La società termale si “riprende” la concessione trentennale. Battuto il Comune

La Terme di Santa Cesarea s.p.a. potrà vedere rinnovata per altri trent’anni la concessione delle terme, grazie all’espressione del Consiglio di Stato, che rovescia il Tar. Giudicato inammissibile il ricorso dell’ente comunale

SANTA CESAREA TERME – La società Terme di Santa Cesarea s.p.a. potrà vedere rinnovata per ulteriori trent’anni la concessione termale.

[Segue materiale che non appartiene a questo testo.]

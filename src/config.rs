use dotenvy::dotenv;
use once_cell::sync::Lazy;
use reqwest::Url;
use std::env;
use std::time::Duration;

use crate::error::ConfigError;

pub static CONFIG: Lazy<Config> = Lazy::new(|| {
    dotenv().ok(); // Load .env file if present
    Config::from_env().unwrap_or_else(|e| panic!("Invalid bikefinder configuration: {e}"))
});

pub const DEFAULT_BASE_URL: &str = "http://127.0.0.1:5000";

#[derive(Debug, Clone)]
pub struct Config {
    pub base_url: Url,
    pub debounce: Duration,
    pub min_query_len: usize,
    pub toast_duration: Duration,
    pub session_cookie: Option<String>,
}

impl Default for Config {
    fn default() -> Self {
        Config {
            base_url: Url::parse(DEFAULT_BASE_URL).expect("default base url is valid"),
            debounce: Duration::from_millis(250),
            min_query_len: 2,
            toast_duration: Duration::from_millis(3000),
            session_cookie: None,
        }
    }
}

impl Config {
    /// Reads `BIKEFINDER_*` variables, falling back to defaults for unset ones.
    pub fn from_env() -> Result<Config, ConfigError> {
        Self::from_lookup(|key| env::var(key).ok())
    }

    pub fn from_lookup<F>(lookup: F) -> Result<Config, ConfigError>
    where
        F: Fn(&str) -> Option<String>,
    {
        let defaults = Config::default();

        let base_url = match lookup("BIKEFINDER_BASE_URL") {
            Some(raw) => Url::parse(&raw).map_err(|e| ConfigError::Invalid {
                key: "BIKEFINDER_BASE_URL",
                reason: e.to_string(),
            })?,
            None => defaults.base_url,
        };

        let debounce = get_millis_or(&lookup, "BIKEFINDER_DEBOUNCE_MS", defaults.debounce)?;
        let toast_duration = get_millis_or(&lookup, "BIKEFINDER_TOAST_MS", defaults.toast_duration)?;

        let min_query_len = match lookup("BIKEFINDER_MIN_QUERY_LEN") {
            Some(raw) => match parse_number("BIKEFINDER_MIN_QUERY_LEN", &raw)? {
                0 => {
                    return Err(ConfigError::Invalid {
                        key: "BIKEFINDER_MIN_QUERY_LEN",
                        reason: "must be at least 1".to_string(),
                    });
                }
                n => n as usize,
            },
            None => defaults.min_query_len,
        };

        let session_cookie = lookup("BIKEFINDER_SESSION_COOKIE").filter(|c| !c.trim().is_empty());

        Ok(Config {
            base_url,
            debounce,
            min_query_len,
            toast_duration,
            session_cookie,
        })
    }
}

fn get_millis_or<F>(lookup: &F, key: &'static str, default: Duration) -> Result<Duration, ConfigError>
where
    F: Fn(&str) -> Option<String>,
{
    match lookup(key) {
        Some(raw) => Ok(Duration::from_millis(parse_number(key, &raw)?)),
        None => Ok(default),
    }
}

fn parse_number(key: &'static str, raw: &str) -> Result<u64, ConfigError> {
    raw.trim().parse::<u64>().map_err(|e| ConfigError::Invalid {
        key,
        reason: format!("{raw:?}: {e}"),
    })
}

#[cfg(test)]
mod tests {
    use super::*;
    use std::collections::HashMap;

    fn lookup_from(pairs: &[(&str, &str)]) -> impl Fn(&str) -> Option<String> {
        let map: HashMap<String, String> = pairs
            .iter()
            .map(|(k, v)| (k.to_string(), v.to_string()))
            .collect();
        move |key: &str| map.get(key).cloned()
    }

    #[test]
    fn test_defaults_when_nothing_set() {
        let config = Config::from_lookup(|_| None).unwrap();
        assert_eq!(config.base_url.as_str(), "http://127.0.0.1:5000/");
        assert_eq!(config.debounce, Duration::from_millis(250));
        assert_eq!(config.min_query_len, 2);
        assert_eq!(config.toast_duration, Duration::from_millis(3000));
        assert!(config.session_cookie.is_none());
    }

    #[test]
    fn test_overrides() {
        let config = Config::from_lookup(lookup_from(&[
            ("BIKEFINDER_BASE_URL", "https://bikes.example.org"),
            ("BIKEFINDER_DEBOUNCE_MS", " 100 "),
            ("BIKEFINDER_MIN_QUERY_LEN", "3"),
            ("BIKEFINDER_SESSION_COOKIE", "session=abc"),
        ]))
        .unwrap();
        assert_eq!(config.base_url.host_str(), Some("bikes.example.org"));
        assert_eq!(config.debounce, Duration::from_millis(100));
        assert_eq!(config.min_query_len, 3);
        assert_eq!(config.session_cookie.as_deref(), Some("session=abc"));
    }

    #[test]
    fn test_blank_cookie_is_ignored() {
        let config =
            Config::from_lookup(lookup_from(&[("BIKEFINDER_SESSION_COOKIE", "  ")])).unwrap();
        assert!(config.session_cookie.is_none());
    }

    #[test]
    fn test_invalid_values_are_rejected() {
        let err = Config::from_lookup(lookup_from(&[("BIKEFINDER_DEBOUNCE_MS", "soon")]))
            .unwrap_err();
        assert!(err.to_string().contains("BIKEFINDER_DEBOUNCE_MS"));

        let err =
            Config::from_lookup(lookup_from(&[("BIKEFINDER_BASE_URL", "not a url")])).unwrap_err();
        assert!(err.to_string().contains("BIKEFINDER_BASE_URL"));
    }

    #[test]
    fn test_zero_min_query_len_is_rejected() {
        let err = Config::from_lookup(lookup_from(&[("BIKEFINDER_MIN_QUERY_LEN", "0")]))
            .unwrap_err();
        assert!(err.to_string().contains("BIKEFINDER_MIN_QUERY_LEN"));
        assert!(err.to_string().contains("at least 1"));

        let config =
            Config::from_lookup(lookup_from(&[("BIKEFINDER_MIN_QUERY_LEN", "1")])).unwrap();
        assert_eq!(config.min_query_len, 1);
    }
}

È questo, nella sostanza, l’esito dell’ordinanza emessa dalla quinta sezione del Consiglio di Stato il 13 luglio e che, di fatto, sospende e capovolge la sentenza del Tar Lecce, che aveva accolto il ricorso del Comune di Santa Cesarea. Con quella espressione, i giudici amministrativi leccesi avevano annullato il provvedimento regionale di rinnovo della concessione termale trentennale in favore di Terme Santa Cesarea s.p.a.

Con il ricorso in appello, la società concessionaria, patrocinata dall’avvocato Ernesto Sticchi Damiani, ha sostenuto, in primo luogo, l’inammissibilità del ricorso in quanto il Comune di Santa Cesarea, non avendo presentato una formale istanza di concessione nell’ambito della procedura di comparazione avviata con la pubblicazione del “rende noto”, non risultava legittimato a impugnare il provvedimento di rinnovo; in secondo luogo, il Comune non risultava titolare né di una idonea struttura da destinare alla gestione dell’attività termale, né di un permesso di ricerca di acque termali, condizioni queste imprescindibili per ottenere, ai sensi della normativa vigente, il
rilascio della concessione.

La società concessionaria ha contestato, inoltre, la tardività del ricorso. Per effetto dell’ordinanza cautelare, quindi, verrà assicurata la continuità della gestione delle terme, senza alcun inconveniente, quindi, per gli utenti che avevano provveduto ad effettuare già le prenotazioni.